Ainsi signé : Par le roy, à la relacion du conseil. Tribole. — Visa.


1 Le château de Verteuil appartenait à Guy de La Rochefoucault, frère de Jean de La Roche, sénéchal de Poitou. Guy ayant repris les armes contre l’autorité du roi, malgré le serment qu’il avait fait de le servir fidèlement, et au mépris de l’amnistie dont il avait bénéficié après la Praguerie, Charles VII, qui se trouvait à Ruffec dans les premiers jours d’avril 1442, fit mettre le siège devant la place défendue par deux cents hommes de guerre. Les troupes royales commandées par l’amiral Prégent de Coëtivy, le maréchal Philippe de Culant et Pierre de Brézé, sénéchal de Poitou, s’en emparèrent après une attaque en règle ; le château fut détruit et rasé. (Le héraut Berry, Chronique de Charles VII, édit.
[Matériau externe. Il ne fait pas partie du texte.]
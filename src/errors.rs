//! Error types for the quote store, its persistence gateways and the remote source.

use thiserror::Error;

/// User-correctable input problems. Never leaves a partial mutation behind.
#[derive(Debug, Clone, PartialEq, Eq, Error)]
pub enum ValidationError {
    /// A required field was empty after trimming
    #[error("Please fill in both fields ({field} is empty)")]
    EmptyField { field: &'static str },

    /// An externally supplied quote collides with an existing id
    #[error("A quote with id {0} already exists")]
    DuplicateId(u64),

    /// Import payload is not a JSON array of quote objects
    #[error("Invalid JSON format: {0}")]
    InvalidImport(String),
}

impl ValidationError {
    pub fn invalid_import(message: impl Into<String>) -> Self {
        Self::InvalidImport(message.into())
    }
}

/// Failures talking to the remote source. Logged, retried on the next tick.
#[derive(Debug, Error)]
pub enum RemoteError {
    /// Transport error (connect, timeout, TLS)
    #[error("HTTP error: {0}")]
    Http(#[from] reqwest::Error),

    /// Non-success response from the remote
    #[error("Remote returned {status}: {message}")]
    Status { status: u16, message: String },

    /// Body could not be decoded into a batch
    #[error("Failed to decode remote batch: {0}")]
    Decode(#[from] serde_json::Error),
}

impl RemoteError {
    pub fn status(status: u16, message: impl Into<String>) -> Self {
        Self::Status {
            status,
            message: message.into(),
        }
    }
}

/// Storage read/write failures. The store logs and swallows these.
#[derive(Debug, Error)]
pub enum PersistenceError {
    #[error("SQLite error: {0}")]
    Sqlite(#[from] rusqlite::Error),

    #[error("I/O error: {0}")]
    Io(#[from] std::io::Error),

    #[error("JSON error: {0}")]
    Json(#[from] serde_json::Error),
}
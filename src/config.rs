use log::warn;
use std::{net::SocketAddr, time::Duration};

use crate::logging::LogFormat;

pub const DEFAULT_REMOTE_URL: &str = "https://jsonplaceholder.typicode.com/posts";
pub const DEFAULT_LISTEN_ADDR: &str = "0.0.0.0:3000";

#[derive(Debug, Clone)]
pub struct Config {
    pub db_path: String,
    pub remote_url: String,
    pub remote_limit: usize,
    pub remote_category: String,
    pub sync_interval: Duration,
    pub request_timeout: Duration,
    pub listen_addr: SocketAddr,
    pub log_format: LogFormat,
    /// Filter directives used when `RUST_LOG` is unset
    pub log_level: String,
}

impl Default for Config {
    fn default() -> Self {
        Self {
            db_path: "quotes.db".into(),
            remote_url: DEFAULT_REMOTE_URL.into(),
            remote_limit: 10,
            remote_category: "Server".into(),
            sync_interval: Duration::from_secs(10),
            request_timeout: Duration::from_millis(30000),
            listen_addr: default_listen_addr(),
            log_format: LogFormat::Text,
            log_level: "info".into(),
        }
    }
}

impl Config {
    pub fn from_env() -> Self {
        Self::from_lookup(|key| std::env::var(key).ok())
    }

    /// Build from any key lookup; unset or unparsable values keep their defaults.
    pub fn from_lookup<F>(lookup: F) -> Self
    where
        F: Fn(&str) -> Option<String>,
    {
        let defaults = Self::default();

        let db_path = lookup("QUOTES_DB_PATH").unwrap_or(defaults.db_path);
        let remote_url = lookup("QUOTES_REMOTE_URL").unwrap_or(defaults.remote_url);
        let remote_limit = lookup("QUOTES_REMOTE_LIMIT")
            .and_then(|v| v.parse().ok())
            .unwrap_or(defaults.remote_limit);
        let remote_category = lookup("QUOTES_REMOTE_CATEGORY")
            .map(|v| v.trim().to_string())
            .filter(|v| !v.is_empty())
            .unwrap_or(defaults.remote_category);
        let sync_secs: u64 = lookup("QUOTES_SYNC_INTERVAL_SECS")
            .and_then(|v| v.parse().ok())
            .filter(|secs| *secs > 0)
            .unwrap_or(defaults.sync_interval.as_secs());
        let timeout_ms: u64 = lookup("QUOTES_REQUEST_TIMEOUT_MS")
            .and_then(|v| v.parse().ok())
            .unwrap_or(30000);
        let listen_addr = match lookup("QUOTES_LISTEN_ADDR") {
            Some(raw) => raw.parse().unwrap_or_else(|_| {
                warn!("Invalid QUOTES_LISTEN_ADDR {:?}, using {}", raw, DEFAULT_LISTEN_ADDR);
                defaults.listen_addr
            }),
            None => defaults.listen_addr,
        };
        let log_format = match lookup("QUOTES_LOG_FORMAT") {
            Some(raw) => LogFormat::parse(&raw).unwrap_or_else(|| {
                warn!("Unknown QUOTES_LOG_FORMAT {:?}, using text", raw);
                defaults.log_format
            }),
            None => defaults.log_format,
        };
        let log_level = lookup("QUOTES_LOG_LEVEL")
            .map(|v| v.trim().to_string())
            .filter(|v| !v.is_empty())
            .unwrap_or(defaults.log_level);

        Self {
            db_path,
            remote_url,
            remote_limit,
            remote_category,
            sync_interval: Duration::from_secs(sync_secs),
            request_timeout: Duration::from_millis(timeout_ms),
            listen_addr,
            log_format,
            log_level,
        }
    }

    /// True when the store should be a plain JSON file instead of SQLite.
    pub fn uses_json_file(&self) -> bool {
        std::path::Path::new(&self.db_path)
            .extension()
            .is_some_and(|ext| ext.eq_ignore_ascii_case("json"))
    }
}

fn default_listen_addr() -> SocketAddr {
    SocketAddr::from(([0, 0, 0, 0], 3000))
}
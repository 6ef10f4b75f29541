use anyhow::Result;
use crossterm::{
    event::{self, Event, KeyCode, KeyEventKind},
    execute,
    terminal::{disable_raw_mode, enable_raw_mode, EnterAlternateScreen, LeaveAlternateScreen},
};
use quote_sync::{
    export_to_dir, lock_store, CategoryIndex, Quote, ReconciliationReport, SyncScheduler,
    TickOutcome, ALL_CATEGORIES,
};
use ratatui::{
    backend::CrosstermBackend,
    layout::{Alignment, Constraint, Direction, Layout, Rect},
    style::{Color, Modifier, Style},
    text::{Line, Span},
    widgets::{Block, Borders, Paragraph, Wrap},
    Frame, Terminal,
};
use std::io;
use std::path::Path;
use std::time::{Duration, Instant};
use tokio::runtime::Handle;

/// How long a conflict notice stays on screen
const NOTICE_TTL: Duration = Duration::from_secs(5);

/// Event poll timeout, so background sync results show up without a key press
const POLL_INTERVAL: Duration = Duration::from_millis(250);

#[derive(Debug, Clone, Copy, PartialEq, Eq)]
pub enum Mode {
    Browse,
    AddForm,
}

#[derive(Debug, Clone, Copy, PartialEq, Eq)]
pub enum FormField {
    Text,
    Category,
}

#[derive(Debug, Clone)]
pub struct AddForm {
    pub text: String,
    pub category: String,
    pub focus: FormField,
}

impl AddForm {
    fn new() -> Self {
        Self {
            text: String::new(),
            category: String::new(),
            focus: FormField::Text,
        }
    }

    fn focused_mut(&mut self) -> &mut String {
        match self.focus {
            FormField::Text => &mut self.text,
            FormField::Category => &mut self.category,
        }
    }

    fn toggle_focus(&mut self) {
        self.focus = match self.focus {
            FormField::Text => FormField::Category,
            FormField::Category => FormField::Text,
        };
    }
}

pub struct App {
    scheduler: SyncScheduler,
    runtime: Handle,
    pub categories: Vec<String>,
    pub selected_category: usize,
    pub current: Option<Quote>,
    pub mode: Mode,
    pub form: AddForm,
    pub message: Option<String>,
    notice: Option<(String, Instant)>,
    last_seen_sync: Option<chrono::DateTime<chrono::Utc>>,
}

impl App {
    pub fn new(scheduler: SyncScheduler, runtime: Handle) -> Self {
        // Restore the last viewed quote, like reopening the page
        let current = lock_store(scheduler.store()).last_viewed();

        // Periodic sync runs on the runtime for as long as the UI is open
        runtime.spawn(scheduler.clone().run());

        let mut app = Self {
            scheduler,
            runtime,
            categories: Vec::new(),
            selected_category: 0,
            current,
            mode: Mode::Browse,
            form: AddForm::new(),
            message: None,
            notice: None,
            last_seen_sync: None,
        };
        app.refresh_categories();
        app
    }

    pub fn active_category(&self) -> &str {
        self.categories
            .get(self.selected_category)
            .map(String::as_str)
            .unwrap_or(ALL_CATEGORIES)
    }

    /// Recompute categories, keeping the current selection by name.
    pub fn refresh_categories(&mut self) {
        let active = self.active_category().to_string();
        self.categories = CategoryIndex::categories(&lock_store(self.scheduler.store()));
        self.selected_category = self
            .categories
            .iter()
            .position(|c| *c == active)
            .unwrap_or(0);
    }

    pub fn next_category(&mut self) {
        self.selected_category = (self.selected_category + 1) % self.categories.len().max(1);
        self.show_random_quote();
    }

    pub fn previous_category(&mut self) {
        let len = self.categories.len().max(1);
        self.selected_category = (self.selected_category + len - 1) % len;
        self.show_random_quote();
    }

    pub fn show_random_quote(&mut self) {
        let category = self.active_category().to_string();
        let mut store = lock_store(self.scheduler.store());

        self.current = CategoryIndex::random(&store, &category, &mut rand::thread_rng()).cloned();
        match &self.current {
            Some(quote) => store.remember_last_viewed(quote),
            None => self.message = Some("No quotes available in this category!".to_string()),
        }
    }

    pub fn open_form(&mut self) {
        self.form = AddForm::new();
        self.mode = Mode::AddForm;
    }

    pub fn cancel_form(&mut self) {
        self.mode = Mode::Browse;
    }

    pub fn submit_form(&mut self) {
        // add_quote spawns the remote push
        let _enter = self.runtime.enter();

        match self.scheduler.add_quote(&self.form.text, &self.form.category) {
            Ok(quote) => {
                self.mode = Mode::Browse;
                self.refresh_categories();
                self.message = Some(format!("New quote added successfully! (id {})", quote.id));
                self.show_random_quote();
            }
            Err(e) => self.message = Some(e.to_string()),
        }
    }

    pub fn sync_now(&mut self) {
        match self.runtime.block_on(self.scheduler.tick()) {
            TickOutcome::Completed(report) => self.apply_report(&report),
            TickOutcome::Skipped => self.message = Some("Sync already in progress".to_string()),
            TickOutcome::Failed(e) => self.message = Some(format!("Sync failed: {}", e)),
        }
    }

    pub fn export(&mut self) {
        let result = export_to_dir(&lock_store(self.scheduler.store()), Path::new("."));
        self.message = Some(match result {
            Ok(path) => format!("Exported to {}", path.display()),
            Err(e) => format!("Export failed: {:#}", e),
        });
    }

    /// Pick up results of background ticks.
    fn poll_background_sync(&mut self) {
        if let Some(report) = self.scheduler.last_report() {
            if self.last_seen_sync != Some(report.reconciled_at) {
                self.apply_report(&report);
            }
        }
    }

    fn apply_report(&mut self, report: &ReconciliationReport) {
        self.last_seen_sync = Some(report.reconciled_at);
        self.refresh_categories();
        self.message = Some(report.summary());
        if let Some(notice) = report.notice() {
            self.notice = Some((notice, Instant::now()));
        }
    }

    pub fn active_notice(&self) -> Option<&str> {
        self.notice
            .as_ref()
            .filter(|(_, shown_at)| shown_at.elapsed() < NOTICE_TTL)
            .map(|(text, _)| text.as_str())
    }

    pub fn quote_count(&self) -> usize {
        lock_store(self.scheduler.store()).len()
    }
}

pub fn run_ui(app: &mut App) -> Result<()> {
    // Setup terminal
    enable_raw_mode()?;
    let mut stdout = io::stdout();
    execute!(stdout, EnterAlternateScreen)?;
    let backend = CrosstermBackend::new(stdout);
    let mut terminal = Terminal::new(backend)?;

    // Run the app
    let res = run_app(&mut terminal, app);

    // Restore terminal
    disable_raw_mode()?;
    execute!(terminal.backend_mut(), LeaveAlternateScreen)?;
    terminal.show_cursor()?;

    if let Err(err) = res {
        println!("Error: {:?}", err);
    }

    Ok(())
}

fn run_app<B: ratatui::backend::Backend>(
    terminal: &mut Terminal<B>,
    app: &mut App,
) -> io::Result<()> {
    loop {
        app.poll_background_sync();
        terminal.draw(|f| ui(f, app))?;

        if !event::poll(POLL_INTERVAL)? {
            continue;
        }

        let Event::Key(key) = event::read()? else {
            continue;
        };
        if key.kind != KeyEventKind::Press {
            continue;
        }

        match app.mode {
            Mode::Browse => match key.code {
                KeyCode::Char('q') | KeyCode::Esc => return Ok(()),
                KeyCode::Char('n') | KeyCode::Enter => app.show_random_quote(),
                KeyCode::Right | KeyCode::Char('l') => app.next_category(),
                KeyCode::Left | KeyCode::Char('h') => app.previous_category(),
                KeyCode::Char('a') => app.open_form(),
                KeyCode::Char('s') => app.sync_now(),
                KeyCode::Char('e') => app.export(),
                _ => {}
            },
            Mode::AddForm => match key.code {
                KeyCode::Esc => app.cancel_form(),
                KeyCode::Tab | KeyCode::BackTab => app.form.toggle_focus(),
                KeyCode::Enter => app.submit_form(),
                KeyCode::Backspace => {
                    app.form.focused_mut().pop();
                }
                KeyCode::Char(c) => app.form.focused_mut().push(c),
                _ => {}
            },
        }
    }
}

fn ui(f: &mut Frame, app: &mut App) {
    let chunks = Layout::default()
        .direction(Direction::Vertical)
        .constraints([
            Constraint::Length(3), // Header with categories
            Constraint::Min(0),    // Quote display
            Constraint::Length(3), // Status bar
        ])
        .split(f.size());

    render_header(f, chunks[0], app);

    if app.mode == Mode::AddForm {
        let content_chunks = Layout::default()
            .direction(Direction::Vertical)
            .constraints([Constraint::Min(0), Constraint::Length(8)])
            .split(chunks[1]);

        render_quote(f, content_chunks[0], app);
        render_add_form(f, content_chunks[1], app);
    } else {
        render_quote(f, chunks[1], app);
    }

    render_status_bar(f, chunks[2], app);
}

fn render_header(f: &mut Frame, area: Rect, app: &App) {
    let mut spans = vec![Span::styled(
        "Quotes ",
        Style::default().fg(Color::Cyan).add_modifier(Modifier::BOLD),
    )];

    for (i, name) in app.categories.iter().enumerate() {
        spans.push(Span::raw(" │ "));
        let style = if i == app.selected_category {
            Style::default()
                .fg(Color::Yellow)
                .add_modifier(Modifier::BOLD | Modifier::UNDERLINED)
        } else {
            Style::default().fg(Color::DarkGray)
        };
        spans.push(Span::styled(name.as_str(), style));
    }

    spans.push(Span::raw("  |  "));
    spans.push(Span::styled(
        format!("Total: {}", app.quote_count()),
        Style::default().fg(Color::White),
    ));

    let header = Paragraph::new(vec![Line::from(spans)])
        .block(Block::default().borders(Borders::ALL).border_style(Style::default().fg(Color::Cyan)));

    f.render_widget(header, area);
}

fn render_quote(f: &mut Frame, area: Rect, app: &App) {
    let lines = match &app.current {
        Some(quote) => vec![
            Line::from(""),
            Line::from(Span::styled(
                format!("\"{}\"", quote.text),
                Style::default().fg(Color::White).add_modifier(Modifier::ITALIC),
            )),
            Line::from(""),
            Line::from(Span::styled(
                format!("— {}", quote.category),
                Style::default().fg(Color::Green),
            )),
        ],
        None => vec![
            Line::from(""),
            Line::from(Span::styled(
                "Press n to show a quote",
                Style::default().fg(Color::DarkGray),
            )),
        ],
    };

    let title = format!(" {} ", app.active_category());
    let paragraph = Paragraph::new(lines)
        .alignment(Alignment::Center)
        .wrap(Wrap { trim: true })
        .block(Block::default().borders(Borders::ALL).title(title));

    f.render_widget(paragraph, area);
}

fn render_add_form(f: &mut Frame, area: Rect, app: &App) {
    let field = |label: &str, value: &str, focused: bool| {
        let style = if focused {
            Style::default().fg(Color::Yellow)
        } else {
            Style::default().fg(Color::Gray)
        };
        let cursor = if focused { "▏" } else { "" };
        Line::from(vec![
            Span::styled(format!("{:<10}", label), style.add_modifier(Modifier::BOLD)),
            Span::styled(format!("{}{}", value, cursor), style),
        ])
    };

    let lines = vec![
        field(
            "Quote:",
            &app.form.text,
            app.form.focus == FormField::Text,
        ),
        Line::from(""),
        field(
            "Category:",
            &app.form.category,
            app.form.focus == FormField::Category,
        ),
        Line::from(""),
        Line::from(Span::styled(
            "Enter add │ Tab switch field │ Esc cancel",
            Style::default().fg(Color::DarkGray),
        )),
    ];

    let form = Paragraph::new(lines).block(
        Block::default()
            .borders(Borders::ALL)
            .title(" Add Quote ")
            .border_style(Style::default().fg(Color::Yellow)),
    );

    f.render_widget(form, area);
}

fn render_status_bar(f: &mut Frame, area: Rect, app: &App) {
    let mut status_spans = Vec::new();

    if let Some(notice) = app.active_notice() {
        status_spans.push(Span::styled(
            format!(" {} ", notice),
            Style::default().fg(Color::Red).add_modifier(Modifier::BOLD),
        ));
        status_spans.push(Span::raw(" | "));
    } else if let Some(message) = &app.message {
        status_spans.push(Span::styled(
            format!(" {} ", message),
            Style::default().fg(Color::Cyan),
        ));
        status_spans.push(Span::raw(" | "));
    }

    for (key, label) in [
        ("n", " New"),
        ("←/→", " Category"),
        ("a", " Add"),
        ("s", " Sync"),
        ("e", " Export"),
    ] {
        status_spans.push(Span::styled(key, Style::default().fg(Color::Yellow)));
        status_spans.push(Span::raw(format!("{} | ", label)));
    }
    status_spans.push(Span::styled("q", Style::default().fg(Color::Red)));
    status_spans.push(Span::raw(" Quit"));

    let status_bar = Paragraph::new(vec![Line::from(status_spans)]).block(
        Block::default()
            .borders(Borders::ALL)
            .border_style(Style::default().fg(Color::White)),
    );

    f.render_widget(status_bar, area);
}
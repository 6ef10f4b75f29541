// Quote Sync - Web Server
// REST API with Axum over the shared quote store

use axum::{
    extract::{Path, Query, State},
    http::{header, StatusCode},
    response::{IntoResponse, Json, Response},
    routing::{get, post},
    Router,
};
use quote_sync::{
    export_json, import_json, lock_store, logging, open_store, shared, CategoryIndex, Config,
    HttpRemoteSource, Quote, ReconciliationReport, SyncScheduler, TickOutcome, ValidationError,
    ALL_CATEGORIES, EXPORT_FILE_NAME,
};
use serde::{Deserialize, Serialize};
use std::sync::Arc;
use tower_http::cors::CorsLayer;
use tracing::{error, info};

/// Shared application state
#[derive(Clone)]
struct AppState {
    scheduler: SyncScheduler,
}

/// API Response wrapper
#[derive(Serialize)]
struct ApiResponse<T> {
    success: bool,
    data: Option<T>,
    #[serde(skip_serializing_if = "Option::is_none")]
    error: Option<String>,
}

impl<T: Serialize> ApiResponse<T> {
    fn ok(data: T) -> Response {
        (
            StatusCode::OK,
            Json(Self {
                success: true,
                data: Some(data),
                error: None,
            }),
        )
            .into_response()
    }
}

fn api_error(status: StatusCode, message: impl Into<String>) -> Response {
    (
        status,
        Json(ApiResponse::<()> {
            success: false,
            data: None,
            error: Some(message.into()),
        }),
    )
        .into_response()
}

fn validation_error(e: ValidationError) -> Response {
    api_error(StatusCode::BAD_REQUEST, e.to_string())
}

#[derive(Deserialize)]
struct NewQuoteRequest {
    text: String,
    category: String,
}

#[derive(Deserialize)]
struct CategoryQuery {
    category: Option<String>,
}

#[derive(Serialize)]
struct SyncResponse {
    #[serde(flatten)]
    report: ReconciliationReport,
    #[serde(skip_serializing_if = "Option::is_none")]
    notice: Option<String>,
}

impl From<ReconciliationReport> for SyncResponse {
    fn from(report: ReconciliationReport) -> Self {
        Self {
            notice: report.notice(),
            report,
        }
    }
}

// ============================================================================
// API Handlers
// ============================================================================

/// GET /api/health - Health check
async fn health_check() -> impl IntoResponse {
    ApiResponse::ok("OK")
}

/// GET /api/quotes - All quotes in insertion order
async fn get_quotes(State(state): State<AppState>) -> impl IntoResponse {
    let quotes = lock_store(state.scheduler.store()).list().to_vec();
    ApiResponse::ok(quotes)
}

/// GET /api/quotes/random?category= - One random quote from the filter
async fn get_random_quote(
    State(state): State<AppState>,
    Query(query): Query<CategoryQuery>,
) -> impl IntoResponse {
    let category = query.category.unwrap_or_else(|| ALL_CATEGORIES.to_string());
    let mut store = lock_store(state.scheduler.store());

    let picked = CategoryIndex::random(&store, &category, &mut rand::thread_rng()).cloned();
    match picked {
        Some(quote) => {
            store.remember_last_viewed(&quote);
            ApiResponse::ok(quote)
        }
        None => api_error(
            StatusCode::NOT_FOUND,
            "No quotes available in this category!",
        ),
    }
}

/// GET /api/categories - "all" plus distinct categories
async fn get_categories(State(state): State<AppState>) -> impl IntoResponse {
    let categories = CategoryIndex::categories(&lock_store(state.scheduler.store()));
    ApiResponse::ok(categories)
}

/// GET /api/filters/:category - Quotes in one category
///
/// `Path` has already percent-decoded the segment.
async fn filter_quotes(
    State(state): State<AppState>,
    Path(category): Path<String>,
) -> impl IntoResponse {
    ApiResponse::ok(quotes_in_category(&state, &category))
}

fn quotes_in_category(state: &AppState, category: &str) -> Vec<Quote> {
    let store = lock_store(state.scheduler.store());
    CategoryIndex::filter(&store, category)
        .into_iter()
        .cloned()
        .collect()
}

/// POST /api/quotes - Add a quote and push it to the remote
async fn add_quote(
    State(state): State<AppState>,
    Json(request): Json<NewQuoteRequest>,
) -> impl IntoResponse {
    match state.scheduler.add_quote(&request.text, &request.category) {
        Ok(quote) => ApiResponse::ok(quote),
        Err(e) => validation_error(e),
    }
}

/// POST /api/import - Import a JSON array of quotes
async fn import_quotes(State(state): State<AppState>, body: String) -> impl IntoResponse {
    match import_json(&mut lock_store(state.scheduler.store()), &body) {
        Ok(added) => ApiResponse::ok(added),
        Err(e) => validation_error(e),
    }
}

/// GET /api/export - Download quotes.json
async fn export_quotes(State(state): State<AppState>) -> impl IntoResponse {
    let payload = export_json(&lock_store(state.scheduler.store()));

    match payload {
        Ok(body) => (
            StatusCode::OK,
            [
                (header::CONTENT_TYPE, "application/json".to_string()),
                (
                    header::CONTENT_DISPOSITION,
                    format!("attachment; filename=\"{}\"", EXPORT_FILE_NAME),
                ),
            ],
            body,
        )
            .into_response(),
        Err(e) => {
            error!("Error exporting quotes: {}", e);
            api_error(StatusCode::INTERNAL_SERVER_ERROR, "Export failed")
        }
    }
}

/// POST /api/sync - Run one reconciliation now
async fn sync_now(State(state): State<AppState>) -> impl IntoResponse {
    match state.scheduler.tick().await {
        TickOutcome::Completed(report) => ApiResponse::ok(SyncResponse::from(report)),
        TickOutcome::Skipped => api_error(StatusCode::CONFLICT, "Sync already in progress"),
        TickOutcome::Failed(e) => api_error(StatusCode::BAD_GATEWAY, e.to_string()),
    }
}

/// GET /api/sync - Result of the most recent sync
async fn last_sync(State(state): State<AppState>) -> impl IntoResponse {
    ApiResponse::ok(state.scheduler.last_report().map(SyncResponse::from))
}

// ============================================================================
// Main Server
// ============================================================================

fn router(state: AppState) -> Router {
    let api_routes = Router::new()
        .route("/health", get(health_check))
        .route("/quotes", get(get_quotes).post(add_quote))
        .route("/quotes/random", get(get_random_quote))
        .route("/categories", get(get_categories))
        .route("/filters/:category", get(filter_quotes))
        .route("/import", post(import_quotes))
        .route("/export", get(export_quotes))
        .route("/sync", get(last_sync).post(sync_now))
        .with_state(state);

    Router::new()
        .nest("/api", api_routes)
        .layer(CorsLayer::permissive())
}

#[tokio::main]
async fn main() -> anyhow::Result<()> {
    let config = Config::from_env();
    logging::init_tracing(config.log_format, &config.log_level);

    info!("Quote Sync - Web Server");
    let store = shared(open_store(&config));
    info!("Store opened: {} ({} quotes)", config.db_path, lock_store(&store).len());

    let remote = HttpRemoteSource::from_config(&config)?;
    info!(
        "Syncing with {} every {}s",
        remote.url(),
        config.sync_interval.as_secs()
    );
    let scheduler = SyncScheduler::new(store, Arc::new(remote), config.sync_interval);

    // Periodic reconciliation with the remote source
    scheduler.clone().spawn();

    let app = router(AppState { scheduler });

    let listener = tokio::net::TcpListener::bind(config.listen_addr).await?;
    info!("Server running on http://{}", config.listen_addr);
    info!("   API: http://{}/api/quotes", config.listen_addr);

    axum::serve(listener, app).await?;

    Ok(())
}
Godefroy, in-fol., p. 417, 418.)

2 Sur une liste des capitaines de gens d’armes qui accompagnèrent le dauphin Louis dans son expédition en Suisse et en Alsace, liste dressée le 5 septembre 1444, ce personnage figure sous la même désignation imprécise : Dominus Galiaz et Bonifacius de Valperge ; isti habent Lombardos. (A. Tuetey, les Écorcheurs sous Charles VII, t. II, p. 517) Est-ce le même que Jacques Galeotto, que l’on retrouve chef de soudoyers lombards au service de Charles le Téméraire, puis de Louis XI ?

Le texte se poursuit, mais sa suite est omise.